Outseta, a system of record?
At Outseta we have billing, auth, email, support, and CRM under one roof. We used to explain that as a convenience story — “you don’t need five tools.” Fine. True. But not exactly exciting.
Then on a recent episode of Slow&Steady I was exploring how Outseta’s all-in-one nature could be a real differentiator when it comes to AI agents:
“In this era of AI-enabled business operations, it can be a very big differentiator that we actually have your billing data, we have your accounts, we have your email list, and we have your emails and we have your support documentation. We have all of that.” Me on Slow & Steady ep. 236 (February 2026) ↓
Later that week Geoff shared this article in our team chat. The argument: value is moving upward into the agent layer and downward into the data layer. Everything in the middle gets crushed. Build at the data layer, become the system of record, and you become irreplaceable.
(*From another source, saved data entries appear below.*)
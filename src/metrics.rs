use sha2::{Digest, Sha256};

#[derive(Debug, Clone, Default, PartialEq)]
pub struct PageMetrics {
    pub page_number: usize,
    /// Rows whose first chunk starts on this page.
    pub rows_started: usize,
    pub chunk_count: usize,
    pub command_count: usize,
}

#[derive(Debug, Clone, Default, PartialEq)]
pub struct DocumentMetrics {
    pub pages: Vec<PageMetrics>,
    pub row_count: usize,
    /// Rows drawn in more than one chunk.
    pub split_rows: usize,
    pub total_layout_ms: f64,
    pub total_bytes: usize,
    /// Hex SHA-256 of the serialized document.
    pub fingerprint: String,
}

impl DocumentMetrics {
    pub fn page_count(&self) -> usize {
        self.pages.len()
    }

    pub(crate) fn record_output(&mut self, bytes: &[u8]) {
        self.total_bytes = bytes.len();
        self.fingerprint = fingerprint(bytes);
    }
}

pub(crate) fn fingerprint(bytes: &[u8]) -> String {
    let digest = Sha256::digest(bytes);
    digest.iter().map(|b| format!("{b:02x}")).collect()
}

#[cfg(test)]
mod tests {
    use super::*;

    #[test]
    fn fingerprint_is_hex_sha256() {
        assert_eq!(
            fingerprint(b"abc"),
            "ba7816bf8f01cfea414140de5dae2223b00361a396177a9cb410ff61f20015ad"
        );
    }

    #[test]
    fn record_output_sets_size_and_digest() {
        let mut metrics = DocumentMetrics::default();
        metrics.record_output(b"%PDF-1.7");
        assert_eq!(metrics.total_bytes, 8);
        assert_eq!(metrics.fingerprint.len(), 64);
    }
}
Agents come and go, data layer is forever. David Ondrej
Outseta doesn’t need to become a system of record. We are a system of record 🥳
What that actually looks like
When your business data is spread across five tools, an agent needs five connections, five auth flows, and has to match up records across all of them. When it’s all in one place, you can point the agent to your one tool and ask:
“Did my newsletter on topic X lead to more sales?” Who opened, who clicked, crossed with who converted after. That answer lives at the intersection of your email data and your billing data.
“Which customers are at risk of churning?” Login frequency, billing status, support tickets, email engagement. All at once. A customer who stopped opening emails, filed two support tickets, and had a failed payment last week? That’s a signal you only see when the data lives together.
“What are trial users struggling with that our onboarding emails don’t cover?” Support tickets from people in their first 14 days, crossed with what your onboarding sequence actually addresses. The gaps show up fast when an agent can see both sides.
But the real thing is having it act
Tell it to draft a campaign based on the topics that actually converted. Have it pause billing for the at-risk customer, send a check-in email, and flag the account for support. Ask it to rewrite your onboarding sequence to cover the gaps your support tickets keep revealing.
Or let it do all of that on its own. An agent watching your data continuously, adjusting campaigns while you sleep, catching churn signals before you notice, rewriting onboarding emails every time a new pattern shows up in support 🙈🙉🙊
That’s what a system of record unlocks. Not just a convenient place to keep your data. A foundation your agents can actually build on.
It looks like the convenience story is becoming the agent story.